* [What you should do] Set the data down once more, in full and exactly.

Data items
○ ○ ○ ○ ○
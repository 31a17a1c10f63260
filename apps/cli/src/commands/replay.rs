use std::collections::BTreeMap;
use std::path::{Path, PathBuf};

use anyhow::Context;
use lexoral_editor::{DocumentFrame, Editor, EditorConfig, RawSection, SectionPatch};

use crate::script;

pub struct Args {
    pub transcript: PathBuf,
    pub patches: Option<PathBuf>,
    pub script: Option<PathBuf>,
    pub config: Option<PathBuf>,
    pub json: bool,
}

#[derive(serde::Serialize)]
struct Output {
    frame: DocumentFrame,
    patches: BTreeMap<usize, SectionPatch>,
}

fn read(path: &Path) -> anyhow::Result<String> {
    std::fs::read_to_string(path).with_context(|| format!("failed to read {}", path.display()))
}

pub fn run(args: Args) -> anyhow::Result<()> {
    let config = match &args.config {
        Some(path) => EditorConfig::from_json(&read(path)?)
            .with_context(|| format!("invalid config {}", path.display()))?,
        None => EditorConfig::default(),
    };

    let output: Vec<RawSection> = serde_json::from_str(&read(&args.transcript)?)
        .with_context(|| format!("invalid transcript {}", args.transcript.display()))?;
    let patches: BTreeMap<usize, SectionPatch> = match &args.patches {
        Some(path) => serde_json::from_str(&read(path)?)
            .with_context(|| format!("invalid patches {}", path.display()))?,
        None => BTreeMap::new(),
    };

    let mut editor = Editor::with_config(config);
    let timings = editor.load_with_patches(output, &patches)?;
    tracing::info!(
        sections = timings.len(),
        patches = patches.len(),
        audio_length = editor.document().audio_length(),
        "transcript_loaded"
    );

    if let Some(path) = &args.script {
        let actions = script::parse(&read(path)?)
            .with_context(|| format!("invalid script {}", path.display()))?;
        script::run(&mut editor, &actions)?;
    }

    println!("{}", render(&editor, args.json)?);
    Ok(())
}

fn render(editor: &Editor, json: bool) -> anyhow::Result<String> {
    if json {
        let output = Output {
            frame: editor.frame(),
            patches: editor.patches(),
        };
        return Ok(serde_json::to_string_pretty(&output)?);
    }

    let width = editor.config().display.page_width as usize;
    Ok(editor.frame().wrapped(width))
}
○ ○ ○ ○ ○
* [Your response]
repository 31a17a1c10f63260
filename apps/cli/src/commands/replay.rs
use std::collections::BTreeMap;
use std::path::{Path, PathBuf};

use anyhow::Context;
use lexoral_editor::{DocumentFrame, Editor, EditorConfig, RawSection, SectionPatch};

use crate::script;

pub struct Args {
    pub transcript: PathBuf,
    pub patches: Option<PathBuf>,
    pub script: Option<PathBuf>,
    pub config: Option<PathBuf>,
    pub json: bool,
}

#[derive(serde::Serialize)]
struct Output {
    frame: DocumentFrame,
    patches: BTreeMap<usize, SectionPatch>,
}

fn read(path: &Path) -> anyhow::Result<String> {
    std::fs::read_to_string(path).with_context(|| format!("failed to read {}", path.display()))
}

pub fn run(args: Args) -> anyhow::Result<()> {
    let config = match &args.config {
        Some(path) => EditorConfig::from_json(&read(path)?)
            .with_context(|| format!("invalid config {}", path.display()))?,
        None => EditorConfig::default(),
    };

    let output: Vec<RawSection> = serde_json::from_str(&read(&args.transcript)?)
        .with_context(|| format!("invalid transcript {}", args.transcript.display()))?;
    let patches: BTreeMap<usize, SectionPatch> = match &args.patches {
        Some(path) => serde_json::from_str(&read(path)?)
            .with_context(|| format!("invalid patches {}", path.display()))?,
        None => BTreeMap::new(),
    };

    let mut editor = Editor::with_config(config);
    let timings = editor.load_with_patches(output, &patches)?;
    tracing::info!(
        sections = timings.len(),
        patches = patches.len(),
        audio_length = editor.document().audio_length(),
        "transcript_loaded"
    );

    if let Some(path) = &args.script {
        let actions = script::parse(&read(path)?)
            .with_context(|| format!("invalid script {}", path.display()))?;
        script::run(&mut editor, &actions)?;
    }

    println!("{}", render(&editor, args.json)?);
    Ok(())
}

fn render(editor: &Editor, json: bool) -> anyhow::Result<String> {
    if json {
        let output = Output {
            frame: editor.frame(),
            patches: editor.patches(),
        };
        return Ok(serde_json::to_string_pretty(&output)?);
    }

    let width = editor.config().display.page_width as usize;
    Ok(editor.frame().wrapped(width))
}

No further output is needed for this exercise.